Veinticuatro días de internación, eternos. Veinticuatro años de compartir, irremplazables.


jueves, 11 de octubre de 2012

Microhistorias de Ciudad




Batalla cotidiana

Se preparan los ejércitos. Está cada uno en su lado del campo de batalla. El Sol, verde, les indica que todavía no es el momento, hace falta esperar unos instantes más.

Mientras tanto, las mentes de los soldados empiezan a analizar al enemigo: sus puntos débiles, espacios estratégicos, huecos por donde avanzar que nos permitirán flaquearlos y obtener la victoria, cumplir el objetivo.

El Sol amarillo los ilumina, impacientes empiezan a moverse, marcan el ritmo del caos y el silencio con los pies, es la única parte de su cuerpo que no controlan, los demás movimientos (o la ausencia de ellos) están milimétricamente controlados. Y sus ojos, por sobre todas las cosas, repiten una secuencia: Mirar al Sol, a su oponente, esperar... Una y otra vez.

El momento se acerca, ya no falta nada, lo presienten. La guerra va a empezar, resta que el comandante Sol se pose sobre sus cabezas dando la órden. 

Saben que sus vida corre peligro, por lo que es inevitablemente la hora de atacar, de pisotear, empujar, de aprovechar la armadura de portafolios, carteras y paraguas.

Rojo.

Avancen soldados, las rayas blancas los guiarán.


Catedral

Con mezcla de San Telmo y Fé camina entre los bancos, esquivando miradas, evitando que la vean llorar, teme convertirse en una estatua más a la cual retratar. Busca un lugar donde los flashes no lleguen, donde poder entregarse a su desconsuelo.
Su llanto se ve interrumpido por una fugaz luz. Dejó de ser un alma perdida, ahora es una postal de vacaciones.


Línea B

“¡Qué desastre!”, dijo el señor contra la puerta del subte una vez que arrancó. Paralelamente y en silencio, yo pensaba también en eso.

Que desastre naturalizar a tres nenes chiquitos, solos en un vagón.

Que desastre verlos pegarse y gritarse “Guacho, te voy a cagar a trompadas” con sólo siete años, y pensar cuántas veces habrán recibido ellos ésa misma frase.

Que desastre que no estén en la escuela, o en su casa jugando.

Que desastre que su mamá los deje en Carlos Pellegrini irse solos.

Que desastre que sepan cuando están en Pasteur que falta una estación para Pueyrredón, y que tienen que bajar del otro lado, porque las puertas abren de allá.

Que desastre saberlos hijos de un modelo, todavía añorado por algunos.

Que desastre que algunos crean que es su elección pegarse, gritarse, putearse unos a otros. Son sólo el pequeño reflejo de una inmensa realidad.
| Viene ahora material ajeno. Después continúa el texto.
use serde::{Deserialize, Serialize};
use strum::{Display, EnumIter, EnumString, FromRepr, IntoStaticStr};

/// Highest tier reachable in either direction (yotta / yocto)
pub const MAX_TIER: i32 = 8;

/// Exact powers of a thousand, indexed by tier
const POWERS: [f64; 9] = [1.0, 1e3, 1e6, 1e9, 1e12, 1e15, 1e18, 1e21, 1e24];

/// Metric prefix symbols from yocto (1e-24) to yotta (1e24)
#[derive(
    Debug,
    Clone,
    Copy,
    PartialEq,
    Eq,
    PartialOrd,
    Ord,
    Hash,
    Default,
    Serialize,
    Deserialize,
    FromRepr,
    EnumIter,
    EnumString,
    IntoStaticStr,
    Display,
)]
#[repr(u8)]
pub enum SiPrefix {
    #[strum(serialize = "y")]
    Yocto,
    #[strum(serialize = "z")]
    Zepto,
    #[strum(serialize = "a")]
    Atto,
    #[strum(serialize = "f")]
    Femto,
    #[strum(serialize = "p")]
    Pico,
    #[strum(serialize = "n")]
    Nano,
    #[strum(to_string = "µ", serialize = "u")]
    Micro,
    #[strum(serialize = "m")]
    Milli,
    #[default]
    #[strum(serialize = "")]
    Base,
    #[strum(serialize = "k")]
    Kilo,
    #[strum(serialize = "M")]
    Mega,
    #[strum(serialize = "G")]
    Giga,
    #[strum(serialize = "T")]
    Tera,
    #[strum(serialize = "P")]
    Peta,
    #[strum(serialize = "E")]
    Exa,
    #[strum(serialize = "Z")]
    Zetta,
    #[strum(serialize = "Y")]
    Yotta,
}

impl SiPrefix {
    /// Prefix for a tier (exponent / 3), clamped to yocto..=yotta
    pub fn from_tier(tier: i32) -> Self {
        let index = tier.clamp(-MAX_TIER, MAX_TIER) + MAX_TIER;
        Self::from_repr(index as u8).unwrap_or_default()
    }

    /// Prefix for an exact exponent; `None` unless it is a multiple of 3 within ±24
    pub fn from_exponent(exponent: i32) -> Option<Self> {
        if exponent % 3 != 0 || exponent.abs() > MAX_TIER * 3 {
            return None;
        }
        Some(Self::from_tier(exponent / 3))
    }

    pub fn tier(self) -> i32 {
        self as i32 - MAX_TIER
    }

    pub fn exponent(self) -> i32 {
        self.tier() * 3
    }

    pub fn symbol(self) -> &'static str {
        self.into()
    }

    /// Bring a value into this prefix's unit (12345 with kilo gives 12.345)
    pub fn scale(self, value: f64) -> f64 {
        let tier = self.tier();
        let power = POWERS[tier.unsigned_abs() as usize];
        if tier >= 0 { value / power } else { value * power }
    }

    /// Inverse of [`SiPrefix::scale`]
    pub fn unscale(self, value: f64) -> f64 {
        let tier = self.tier();
        let power = POWERS[tier.unsigned_abs() as usize];
        if tier >= 0 { value * power } else { value / power }
    }
}

/// Bucket a divisor exponent into a tier: 1..=3 is kilo, -1..=-3 is milli, and so on.
///
/// The result is not clamped; anything beyond ±[`MAX_TIER`] is out of the prefix table.
pub fn tier_for_divisor_exponent(divisor_exp: i32) -> i32 {
    (divisor_exp.abs() + 2) / 3 * divisor_exp.signum()
}

/// A value expressed in the unit of an SI prefix
#[derive(Debug, Clone, Copy, PartialEq)]
pub struct ScaledValue {
    pub mantissa: f64,
    pub prefix: SiPrefix,
    /// The requested tier was beyond yotta/yocto and got clamped
    pub clamped: bool,
}

impl ScaledValue {
    pub fn from_divisor_exponent(value: f64, divisor_exp: i32) -> Self {
        let tier = tier_for_divisor_exponent(divisor_exp);
        let prefix = SiPrefix::from_tier(tier);
        Self {
            mantissa: prefix.scale(value),
            prefix,
            clamped: tier.abs() > MAX_TIER,
        }
    }

    pub fn exponent(&self) -> i32 {
        self.prefix.exponent()
    }

    /// The unscaled value
    pub fn value(&self) -> f64 {
        self.prefix.unscale(self.mantissa)
    }
}

#[cfg(test)]
mod tests {
    use super::*;
    use std::str::FromStr;
    use strum::IntoEnumIterator;

    #[test]
    fn test_prefix_table() {
        let symbols: Vec<&str> = SiPrefix::iter().map(|p| p.symbol()).collect();
        assert_eq!(
            symbols,
            vec![
                "y", "z", "a", "f", "p", "n", "µ", "m", "", "k", "M", "G", "T", "P", "E", "Z", "Y"
            ]
        );
    }

    #[test]
    fn test_exponents_are_multiples_of_three() {
        for prefix in SiPrefix::iter() {
            let exp = prefix.exponent();
            assert_eq!(exp % 3, 0);
            assert!((-24..=24).contains(&exp));
            assert_eq!(SiPrefix::from_exponent(exp), Some(prefix));
        }
    }

    #[test]
    fn test_from_exponent_rejects_off_grid() {
        assert_eq!(SiPrefix::from_exponent(4), None);
        assert_eq!(SiPrefix::from_exponent(27), None);
        assert_eq!(SiPrefix::from_exponent(-27), None);
        assert_eq!(SiPrefix::from_exponent(-6), Some(SiPrefix::Micro));
    }

    #[test]
    fn test_from_tier_clamps() {
        assert_eq!(SiPrefix::from_tier(0), SiPrefix::Base);
        assert_eq!(SiPrefix::from_tier(1), SiPrefix::Kilo);
        assert_eq!(SiPrefix::from_tier(9), SiPrefix::Yotta);
        assert_eq!(SiPrefix::from_tier(-100), SiPrefix::Yocto);
    }

    #[test]
    fn test_parse_symbols() {
        assert_eq!(SiPrefix::from_str("k").unwrap(), SiPrefix::Kilo);
        assert_eq!(SiPrefix::from_str("M").unwrap(), SiPrefix::Mega);
        assert_eq!(SiPrefix::from_str("m").unwrap(), SiPrefix::Milli);
        assert_eq!(SiPrefix::from_str("µ").unwrap(), SiPrefix::Micro);
        assert_eq!(SiPrefix::from_str("u").unwrap(), SiPrefix::Micro);
        assert!(SiPrefix::from_str("K").is_err());
    }

    #[test]
    fn test_tier_for_divisor_exponent() {
        assert_eq!(tier_for_divisor_exponent(0), 0);
        assert_eq!(tier_for_divisor_exponent(1), 1);
        assert_eq!(tier_for_divisor_exponent(3), 1);
        assert_eq!(tier_for_divisor_exponent(4), 2);
        assert_eq!(tier_for_divisor_exponent(24), 8);
        assert_eq!(tier_for_divisor_exponent(25), 9);
        assert_eq!(tier_for_divisor_exponent(-1), -1);
        assert_eq!(tier_for_divisor_exponent(-3), -1);
        assert_eq!(tier_for_divisor_exponent(-4), -2);
        assert_eq!(tier_for_divisor_exponent(-24), -8);
    }

    #[test]
    fn test_scaled_value() {
        let scaled = ScaledValue::from_divisor_exponent(12_345.0, 2);
        assert_eq!(scaled.prefix, SiPrefix::Kilo);
        assert_eq!(scaled.exponent(), 3);
        assert!((scaled.mantissa - 12.345).abs() < 1e-12);
        assert!(!scaled.clamped);

        let micro = ScaledValue::from_divisor_exponent(0.00056, -5);
        assert_eq!(micro.prefix, SiPrefix::Micro);
        assert!((micro.mantissa - 560.0).abs() < 1e-9);
        assert!((micro.value() - 0.00056).abs() < 1e-15);
    }

    #[test]
    fn test_scaled_value_clamped() {
        let scaled = ScaledValue::from_divisor_exponent(1e30, 27);
        assert_eq!(scaled.prefix, SiPrefix::Yotta);
        assert!(scaled.clamped);
        assert!((scaled.mantissa - 1e6).abs() < 1e-3);
    }
}
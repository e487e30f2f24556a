//! SI-prefix number formatting.
//!
//! Turns an arbitrary `f64` into a short human readable string with a metric
//! prefix, e.g. `12345678.0` with three significant figures becomes `"12.3M"`.
//!
//! - **Prefixes**: the fixed yocto..=yotta table ([`SiPrefix`])
//! - **Format tokens**: `S<digits>[,<min>[,<max>]]` ([`FormatSpec`])
//! - **Rendering**: [`to_si`] (significant figures) and [`to_si_bounded`]
//!   (fixed decimals within a magnitude range)

mod format;
mod prefix;
mod spec;

pub use format::{SiValue, ToSi, format_general, format_si, parse_si, to_si, to_si_bounded};
pub use prefix::{MAX_TIER, ScaledValue, SiPrefix, tier_for_divisor_exponent};
pub use spec::{DEFAULT_DIGITS, FormatSpec, MAX_DIGITS, MagnitudeRange};
use std::time::{Duration, Instant};

/// Accumulating timer that can be paused and resumed
#[derive(Debug, Clone, Default)]
pub struct Stopwatch {
    elapsed: Duration,
    started: Option<Instant>,
}

impl Stopwatch {
    pub fn new() -> Self {
        Self::default()
    }

    /// Create a stopwatch that is already running
    pub fn start_new() -> Self {
        let mut stopwatch = Self::new();
        stopwatch.start();
        stopwatch
    }

    /// Start or resume timing; no effect when already running
    pub fn start(&mut self) {
        if self.started.is_none() {
            self.started = Some(Instant::now());
        }
    }

    /// Pause timing, keeping the accumulated time
    pub fn stop(&mut self) {
        if let Some(started) = self.started.take() {
            self.elapsed += started.elapsed();
        }
    }

    /// Stop and zero the stopwatch
    pub fn reset(&mut self) {
        self.elapsed = Duration::ZERO;
        self.started = None;
    }

    /// Zero the stopwatch and start it again
    pub fn restart(&mut self) {
        self.elapsed = Duration::ZERO;
        self.started = Some(Instant::now());
    }

    pub fn elapsed(&self) -> Duration {
        match self.started {
            Some(started) => self.elapsed + started.elapsed(),
            None => self.elapsed,
        }
    }

    pub fn is_running(&self) -> bool {
        self.started.is_some()
    }
}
Que desastre pensar que estoy yendo a ver a Abuela al hospital, sin saber cuántas vacunas les habrán dado.

Que desastre que alrededor de esas pulguitas se arme la paranoia de las manos en los bolsillos, porque parece ser su única opción.

Que desastre quejarme del frío, con guantes y boina, cuando ellos no tienen medias.

Que desastre querer abrazarlos como si fueran mis Aspis en menos de tres estaciones  ( y qué tristeza que nunca lo sean).

Que desastre no saber dónde, cuándo ni qué comen.

Que desastre saber que para muchos no tienen identidad.

Que desastre que haya gente que los mira con ojos de grandes y creyéndolos grandes.

¿Usted también se refería a todo esto, Señor, cuando en voz alta dijo “¡qué desastre!”?

Viento

Dicen por ahí, los porteños conocedores, o los que se disfrazan de ellos, que si uno necesita viento, hay lugares específicos donde encontrarlo.
Tiene rincones, secretos, envuelve calles y personas, juega. Sólo hay que saber mirar, saber sentir, animarse a andar sin tanto abrigo para que se erice la piel.